With the advent of the 3T and high-resolution sequences, in 2014 the loss of the swallow tail sign was depicted, with high specificity and sensitivity for the identification of parkinsonism.[94] It reflects the loss of susceptibility sequence hypersignal in dorsolateral substantia nigra pars compacta (nigrosome-1 topography) due to probable iron deposits and neuromelanin reduction. Despite being considered a biomarker of PD, the loss of the swallow sign is not a diagnostic criterion, as it is found in atypical parkinsonism. However, the negative predictive value of 100% suggests that the presence of the sign makes the diagnosis of PD much less likely.

Furthermore, the evaluation of neuromelanin in the substantia nigra, through magnetization transfer T1-weighted sequences (T1-MTC), is also considered a biomarker of PD, useful even in the evaluation of progression.[95] A 2022 study demonstrated that neuromelanin quantification is progressively reduced among patients with isolated REM sleep behavior disorder (considered a prodromal stage of PD) and patients with established PD compared to healthy controls.[47] In addition, DL was used to delineate automatically the regions of interest in the substantia nigra pars compacta (SNc) and demonstrated comparable results to manual measurement, but with the advantage of being faster.[96]

Despite advances in AI research in PD, its use is still limited due to several constraints, including small samples, low accuracy, and limitations specific to the ML algorithms.[97] MRI also allows the evaluation of other PSP and MSA imaging findings, such as brainstem morphometric rates and depiction of pontine hot cross bun sign and putaminal slit sign.[93]

Finally, studies using a support vector machine (SVM) demonstrated accuracy, specificity, and sensitivity of 91%, 88%, and 93%, respectively, in distinguishing MSA and PD patients. Another study that similarly used SVM models achieved an accuracy of 91.7% for MSA detection using mesencephalic evaluation.[92]

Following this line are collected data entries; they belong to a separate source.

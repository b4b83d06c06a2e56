//! Profitability classifier over `[volume_change, sentiment code]`.

use ndarray::{Array1, Array2};
use serde::Serialize;
use sentiment_desk_core::{EncoderScope, ModelConfig};
use sentiment_desk_data::{AnalysisTable, Column};
use tracing::{debug, info};

use crate::encoder::SentimentEncoder;
use crate::error::ModelError;
use crate::evaluation::ClassificationReport;
use crate::logistic::{LogisticParams, LogisticRegression};
use crate::split::train_test_split;

/// Columns the classifier cannot run without.
pub const REQUIRED_COLUMNS: [Column; 3] =
    [Column::ClosedPnl, Column::Classification, Column::VolumeChange];

pub const FEATURE_NAMES: [&str; 2] = ["volume_change", "sentiment_encoded"];

/// Result of a training attempt that did not fail outright.
#[derive(Debug, Clone)]
pub enum TrainingOutcome {
    Trained(Box<TrainedModel>),
    /// A required column is absent from the table.
    Unavailable { missing: Vec<Column> },
}

#[derive(Debug, Clone)]
pub struct TrainedModel {
    pub model: LogisticRegression,
    pub encoder: SentimentEncoder,
    pub accuracy: f64,
    pub report: ClassificationReport,
    pub n_train: usize,
    pub n_test: usize,
}

#[derive(Debug, Clone, Serialize)]
pub struct EncodedLabel {
    pub label: String,
    pub code: usize,
}

/// Serializable view of a trained model.
#[derive(Debug, Clone, Serialize)]
pub struct ModelSummary {
    pub encoder_scope: EncoderScope,
    pub encoding: Vec<EncodedLabel>,
    pub features: Vec<String>,
    pub coefficients: Vec<f64>,
    pub intercept: f64,
    pub iterations: usize,
    pub accuracy: f64,
    pub n_train: usize,
    pub n_test: usize,
    pub report: ClassificationReport,
}

impl TrainedModel {
    #[must_use]
    pub fn summary(&self) -> ModelSummary {
        ModelSummary {
            encoder_scope: self.encoder.scope(),
            encoding: self
                .encoder
                .mapping()
                .into_iter()
                .map(|(label, code)| EncodedLabel {
                    label: label.to_string(),
                    code,
                })
                .collect(),
            features: FEATURE_NAMES.iter().map(|s| (*s).to_string()).collect(),
            coefficients: self
                .model
                .coefficients()
                .map(|c| c.to_vec())
                .unwrap_or_default(),
            intercept: self.model.intercept().unwrap_or_default(),
            iterations: self.model.cost_history.len(),
            accuracy: self.accuracy,
            n_train: self.n_train,
            n_test: self.n_test,
            report: self.report.clone(),
        }
    }
}

pub struct ClassifierTrainer {
    config: ModelConfig,
}

impl ClassifierTrainer {
    #[must_use]
    pub fn new(config: ModelConfig) -> Self {
        Self { config }
    }

    #[must_use]
    pub fn encoder_scope(&self) -> EncoderScope {
        self.config.encoder_scope
    }

    /// Encoder for `table` according to the configured scope.
    #[must_use]
    pub fn fit_encoder(&self, table: &AnalysisTable) -> SentimentEncoder {
        let labels = table.classifications();
        match self.config.encoder_scope {
            EncoderScope::Domain => SentimentEncoder::fit_domain(labels.iter()),
            EncoderScope::Subset => SentimentEncoder::fit_subset(labels.iter()),
        }
    }

    /// Trains on `table`.
    ///
    /// `encoder` is a pre-fitted encoder shared across calls; without one the
    /// encoder is fitted on `table` itself.
    ///
    /// # Errors
    /// Returns `InsufficientData` when no usable row remains, the test part
    /// is empty, or the training part lacks one of the two classes.
    pub fn train(
        &self,
        table: &AnalysisTable,
        encoder: Option<&SentimentEncoder>,
    ) -> Result<TrainingOutcome, ModelError> {
        let missing = table.columns().missing(&REQUIRED_COLUMNS);
        if !missing.is_empty() {
            info!("Classifier unavailable, missing columns: {:?}", missing);
            return Ok(TrainingOutcome::Unavailable { missing });
        }

        let encoder = match encoder {
            Some(encoder) => encoder.clone(),
            None => self.fit_encoder(table),
        };

        let examples: Vec<([f64; 2], f64)> = table
            .rows()
            .iter()
            .filter_map(|row| {
                let volume_change = row.volume_change()?;
                let code = encoder.encode(row.classification()?)?;
                // A missing PnL counts as not profitable.
                let label = if row.trade().is_win() { 1.0 } else { 0.0 };
                #[allow(clippy::cast_precision_loss)]
                let code = code as f64;
                Some(([volume_change, code], label))
            })
            .collect();

        let n = examples.len();
        debug!(
            "Classifier: {} usable rows of {} after dropping missing features",
            n,
            table.len()
        );
        if n == 0 {
            return Err(ModelError::insufficient(0, "no rows with all features"));
        }

        let split = train_test_split(n, self.config.test_fraction, self.config.seed);
        if split.test.is_empty() {
            return Err(ModelError::insufficient(n, "empty test split"));
        }
        let (x_train, y_train) = design_matrix(&examples, &split.train);
        let (x_test, y_test) = design_matrix(&examples, &split.test);

        let positives = y_train.iter().filter(|&&y| y >= 0.5).count();
        if positives == 0 || positives == y_train.len() {
            return Err(ModelError::insufficient(
                n,
                "training split contains a single class",
            ));
        }

        let mut model = LogisticRegression::new(LogisticParams {
            learning_rate: self.config.learning_rate,
            max_iter: self.config.max_iter,
            tolerance: self.config.tolerance,
            c: self.config.c,
        });
        model.fit(&x_train, &y_train)?;

        let predictions = model.predict(&x_test)?;
        let report = ClassificationReport::from_predictions(&y_test, &predictions);
        info!(
            "Classifier trained on {} rows, held-out accuracy {:.4} on {} rows",
            split.train.len(),
            report.accuracy,
            split.test.len()
        );

        Ok(TrainingOutcome::Trained(Box::new(TrainedModel {
            model,
            encoder,
            accuracy: report.accuracy,
            report,
            n_train: split.train.len(),
            n_test: split.test.len(),
        })))
    }
}

fn design_matrix(examples: &[([f64; 2], f64)], indices: &[usize]) -> (Array2<f64>, Array1<f64>) {
    let mut x = Array2::<f64>::zeros((indices.len(), FEATURE_NAMES.len()));
    let mut y = Array1::<f64>::zeros(indices.len());
    for (row, &idx) in indices.iter().enumerate() {
        let (features, label) = examples[idx];
        x[[row, 0]] = features[0];
        x[[row, 1]] = features[1];
        y[row] = label;
    }
    (x, y)
}

#[cfg(test)]
mod tests {
    use super::*;
    use chrono::NaiveDate;
    use rust_decimal::Decimal;
    use sentiment_desk_core::Classification;
    use sentiment_desk_data::{
        merge, FeatureDeriver, FilterSpec, SentimentRecord, SentimentTable, TradeRecord,
        TradeTable,
    };

    /// Greed days alternate with fear days; `pnl` gives each trade's PnL from
    /// (greed, trade index).
    fn build(
        days: u32,
        pnl: impl Fn(bool, u32) -> Option<Decimal>,
        trade_columns: &[Column],
        sentiment_columns: &[Column],
    ) -> AnalysisTable {
        let mut trades = Vec::new();
        let mut sentiment = Vec::new();
        for day in 0..days {
            let date = NaiveDate::from_ymd_opt(2023, 1, 1).unwrap() + chrono::Days::new(day.into());
            let greed = day % 2 == 0;
            let (label, value) = if greed {
                (Classification::Greed, 70.0 + f64::from(day % 5))
            } else {
                (Classification::Fear, 30.0 - f64::from(day % 5))
            };
            sentiment.push(SentimentRecord::new(date, label, value));
            for trade in 0..2u32 {
                let record = TradeRecord::at(
                    (day * 2 + trade) as usize,
                    date.and_hms_opt(10 + trade, 0, 0).unwrap(),
                );
                trades.push(match pnl(greed, trade) {
                    Some(pnl) => record.with_pnl(pnl),
                    None => record,
                });
            }
        }

        FeatureDeriver::derive(merge(
            TradeTable::new(trades, trade_columns.iter().copied().collect()),
            SentimentTable::new(sentiment, sentiment_columns.iter().copied().collect()),
        ))
    }

    /// Greed trades win, fear trades lose.
    fn table(days: u32, with_value: bool) -> AnalysisTable {
        let sentiment_columns: &[Column] = if with_value {
            &[Column::Classification, Column::Value]
        } else {
            &[Column::Classification]
        };
        build(
            days,
            |greed, trade| {
                let pnl = if greed { 10 + i64::from(trade) } else { -5 - i64::from(trade) };
                Some(Decimal::from(pnl))
            },
            &[Column::Timestamp, Column::ClosedPnl],
            sentiment_columns,
        )
    }

    fn config() -> ModelConfig {
        ModelConfig::default()
    }

    #[test]
    fn trains_and_reports_on_separable_sentiment() {
        let trainer = ClassifierTrainer::new(config());
        let outcome = trainer.train(&table(30, true), None).unwrap();
        let TrainingOutcome::Trained(trained) = outcome else {
            panic!("expected a trained model");
        };

        // 29 days with a volume change, two trades each.
        assert_eq!(trained.n_train + trained.n_test, 58);
        assert_eq!(trained.n_test, 12);
        assert!(trained.accuracy > 0.9);
        assert_eq!(trained.report.macro_avg.support, 12);

        let summary = trained.summary();
        assert_eq!(summary.features, vec!["volume_change", "sentiment_encoded"]);
        assert_eq!(summary.coefficients.len(), 2);
        assert_eq!(summary.encoder_scope, EncoderScope::Domain);
    }

    #[test]
    fn training_is_reproducible() {
        let trainer = ClassifierTrainer::new(config());
        let data = table(30, true);
        let first = trainer.train(&data, None).unwrap();
        let second = trainer.train(&data, None).unwrap();
        match (first, second) {
            (TrainingOutcome::Trained(a), TrainingOutcome::Trained(b)) => {
                assert_eq!(a.report, b.report);
                assert_eq!(
                    a.model.coefficients().unwrap(),
                    b.model.coefficients().unwrap()
                );
            }
            _ => panic!("expected trained models"),
        }
    }

    #[test]
    fn missing_feature_column_is_unavailable_not_error() {
        let trainer = ClassifierTrainer::new(config());
        let outcome = trainer.train(&table(10, false), None).unwrap();
        match outcome {
            TrainingOutcome::Unavailable { missing } => {
                assert_eq!(missing, vec![Column::VolumeChange]);
            }
            TrainingOutcome::Trained(_) => panic!("expected unavailable"),
        }
    }

    #[test]
    fn missing_pnl_column_is_unavailable() {
        let data = build(
            10,
            |_, _| None,
            &[Column::Timestamp],
            &[Column::Classification, Column::Value],
        );
        let outcome = ClassifierTrainer::new(config()).train(&data, None).unwrap();
        let TrainingOutcome::Unavailable { missing } = outcome else {
            panic!("expected unavailable");
        };
        assert_eq!(missing, vec![Column::ClosedPnl]);
    }

    #[test]
    fn missing_classification_column_is_unavailable() {
        let data = build(
            10,
            |_, _| Some(Decimal::ONE),
            &[Column::Timestamp, Column::ClosedPnl],
            &[Column::Value],
        );
        let outcome = ClassifierTrainer::new(config()).train(&data, None).unwrap();
        let TrainingOutcome::Unavailable { missing } = outcome else {
            panic!("expected unavailable");
        };
        assert_eq!(missing, vec![Column::Classification]);
    }

    #[test]
    fn missing_pnl_cells_are_labelled_unprofitable() {
        // Fear trades have no PnL at all; they must stay in as the losing class.
        let data = build(
            30,
            |greed, _| greed.then_some(Decimal::from(10)),
            &[Column::Timestamp, Column::ClosedPnl],
            &[Column::Classification, Column::Value],
        );
        let outcome = ClassifierTrainer::new(config()).train(&data, None).unwrap();
        let TrainingOutcome::Trained(trained) = outcome else {
            panic!("expected a trained model");
        };
        assert_eq!(trained.n_train + trained.n_test, 58);
        assert_eq!(trained.report.confusion_matrix.total(), 12);
    }

    #[test]
    fn single_class_training_is_insufficient() {
        let greed_only = table(30, true).filter(
            &FilterSpec::new().with_classifications([Classification::Greed]),
        );
        let trainer = ClassifierTrainer::new(config());
        let err = trainer.train(&greed_only, None).unwrap_err();
        assert!(matches!(err, ModelError::InsufficientData { .. }));
    }

    #[test]
    fn empty_table_is_insufficient() {
        let empty = table(30, true).filter(
            &FilterSpec::new()
                .with_start(NaiveDate::from_ymd_opt(2030, 1, 1).unwrap()),
        );
        let trainer = ClassifierTrainer::new(config());
        assert_eq!(
            trainer.train(&empty, None).unwrap_err(),
            ModelError::InsufficientData {
                rows: 0,
                reason: "no rows with all features".into()
            }
        );
    }

    #[test]
    fn shared_encoder_is_used_as_given() {
        let data = table(30, true);
        let subset_trainer = ClassifierTrainer::new(ModelConfig {
            encoder_scope: EncoderScope::Subset,
            ..config()
        });
        let subset = subset_trainer.fit_encoder(&data);
        assert_eq!(subset.encode(&Classification::Fear), Some(0));
        assert_eq!(subset.encode(&Classification::Greed), Some(1));

        let domain = SentimentEncoder::fit_domain(data.classifications().iter());
        let outcome = subset_trainer.train(&data, Some(&domain)).unwrap();
        let TrainingOutcome::Trained(trained) = outcome else {
            panic!("expected a trained model");
        };
        assert_eq!(trained.encoder, domain);
    }
}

Amyotrophic lateral sclerosis

ALS is a neurodegenerative disease that affects upper and lower motor neurons. Its prognosis is quite limited, with life expectancy ranging between 3 to 5 years after the onset of symptoms.[98] The diagnosis of lower motor neuron involvement is based on electroneuromyography and muscle biopsy. In contrast, the diagnosis of upper motor neuron involvement is challenging and the role of MRI must be highlighted. In 2012, T1-MTC hyperintensity along the corticospinal tract (CST) was described, demonstrating high specificity (100%), despite low sensitivity (37%).[99]

Advances in AI in ALS have so far focused on the diagnosis, mainly on the differential diagnosis with other neurodegenerative diseases that also affect motor function, such as PD, Huntington's disease, and MSA. Also, AI has been useful in understanding disease pathological processes. A recent study demonstrated an accuracy of 70-94% for distinguishing four clinical/radiological phenotypes of ALS patients (with signal alteration on CTS, without signal alteration on CST, classic patients with obvious lower motor neuron and upper motor neuron clinical signs, and patients with frontotemporal dementia) using a Random Forest (RF) algorithm.[100] Another study also showed an accuracy of 78.7% in the estimation of patient survival, mainly in the short survival group, through the use of MR sequences (DTI combined with T1-weighted images) and DL.[98]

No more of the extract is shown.